Other Magazines

Rage Against the Machine

The glossies tackle populist anger.

Newsweek, March 30 The cover package is a series of takes on the benefits and dangers of “populist rage.” The introduction takes a historical tour of populism, which began in the late 19th century as citizens from small towns and mining centers targeted “economic tycoons who betrayed the public.” Robert J. Samuelson praises the adaptability of American capitalism but warns that populist outrage could “veer into a vindictive retribution.” Joel Kotkin argues that populism can raise powerful support for reform and that the Obama administration hasn’t used it enough against Wall Street. Slate columnist and former New York Gov. Eliot Spitzer says we should accept basic market realities and restore “logic, not anger” to the debate in Washington. An article profiles Zambian economist Dambisa Moyo, who argues that Western aid to Africa keeps the continent poor and oppressed. She urges celebrities to give up photo-op advocacy and focus on more constructive ways to help.

New York, March 30
The cover story scans President Obama’s economic brain and reports that “it’s not pretty at this moment.” Treasury Secretary Timothy Geithner botched his first presentation, “speaking slowly, swaying side to side,” and the rest of the economic team mistakenly believes businesses are excited about their “turning the country into a socialist state.” They also appear to be capitalizing on the crisis instead of solving it, using their array of rescue plans to advance Obama’s policy agenda, when this “should be an all-hands-on-deck moment.” An article profiles Cara Muhlhahn, a New York midwife and home-birth activist who believes childbirth should be “more poetic than clinical.” She operates without required licenses and avoids partnerships with hospitals to escape their restrictions. “I don’t enjoy being an outlaw,” she says, but she insists no one else respects the body’s natural processes enough. Most of her happy customers agree.

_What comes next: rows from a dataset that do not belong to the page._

use std::io;

use stowage_uri::Algorithm;

#[derive(Debug, thiserror::Error)]
pub enum Error {
    #[error("checksum mismatch: expected {expected}, got {actual}")]
    Mismatch { expected: String, actual: String },

    #[error("no digest available for algorithm {0}")]
    UnsupportedAlgorithm(Algorithm),

    #[error(transparent)]
    Io(#[from] io::Error),
}

pub type Result<T> = std::result::Result<T, Error>;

The New Yorker, March 30 An article explores the torturous effects of solitary confinement—a slow psychological deterioration that happens to prisoners of war and common American criminals alike. The widespread use of isolation in U.S. prisons is a phenomenon of the past 20 years. “Supermax” prisons, designed for mass solitary confinement, now contain at least 25,000 inmates. Advocates say solitary confinement is the only way to contain violent prisoners, but studies show no drop in violence when the worst offenders are isolated. An article examines the “environmental benefits of an economic decline” and wonders how to reignite the economy without burning up the time the recession has “put back on the carbon clock.” Once the economy is “no longer teetering,” our environmental success will come from policies that seem to take us back to our leaner times. In a piece of fiction, Woody Allen imagines a Bernie Madoff seafood dinner through the eyes of two lobsters.

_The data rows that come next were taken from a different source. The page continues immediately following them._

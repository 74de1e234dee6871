use std::path::{Path, PathBuf};

use stowage_uri::Algorithm;

use crate::{Error, Result};

/// Number of nested shard directories.
pub const SHARD_DEPTH: usize = 3;
/// Hex characters per shard directory name.
pub const SHARD_WIDTH: usize = 2;

/// `<root>/<algorithm>/<h0h1>/<h2h3>/<h4h5>/<hash>`
pub fn object_path(root: &Path, algorithm: Algorithm, hash: &str) -> Result<PathBuf> {
    validate_hash(algorithm, hash)?;

    let mut path = root.join(algorithm.as_str());
    for depth in 0..SHARD_DEPTH {
        let start = depth * SHARD_WIDTH;
        path.push(&hash[start..start + SHARD_WIDTH]);
    }
    path.push(hash);
    Ok(path)
}

fn validate_hash(algorithm: Algorithm, hash: &str) -> Result<()> {
    let well_formed = hash.len() >= SHARD_DEPTH * SHARD_WIDTH
        && algorithm.hex_len().is_none_or(|len| hash.len() == len)
        && hash.bytes().all(|b| matches!(b, b'0'..=b'9' | b'a'..=b'f'));
    if well_formed {
        Ok(())
    } else {
        Err(Error::InvalidHash {
            algorithm,
            hash: hash.to_string(),
        })
    }
}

Weekly Standard, March 30 The cover story predicts that the financial crisis could destroy the EU, the union’s “soft authoritarianism” having “left it peculiarly ill suited to weather the storm.” EU voter turnout is low and displeasure is high, meaning any direction it takes will push its alienated electorate toward extremist politics on either side. Populist movements are gaining ground across Europe, and as the EU’s members hang together against their own interest, the “wild men of the fringes” will see their numbers swell. It seems “disturbingly likely” that the union will realize, “too late, that there was something to be said for democracy after all.” An article sees in this year’s New Jersey gubernatorial race the beginnings of a GOP comeback. Democrat incumbent John Corzine trails both likely Republican challengers, including Chris Christie, the state’s former U.S. attorney. Christie is winning statewide appeal with his engaging style and message of reform.

Rolling Stone, April 2 The cover story follows the cast of Gossip Girl around New York, where they live in a bubble of glamour that sometimes resembles the lives of their privileged Upper East Side characters. The young stars take the opportunity to reiterate that the rumors brought up “in every interview”—that the girls hate one another, that the boys are gay—have no more weight than the hearsay on the show’s titular gossip blog. The story wonders if the fabulous five might be the last few living the high life in Manhattan. Matt Taibbi reviews the financial crisis and rails against megabanks for creating an “idiotic language” too convoluted for regulators to understand. The people trying to fix the mess are graduates of that same class, making the entire crisis a charade of ass-covering that the American people should be way angrier about than they are.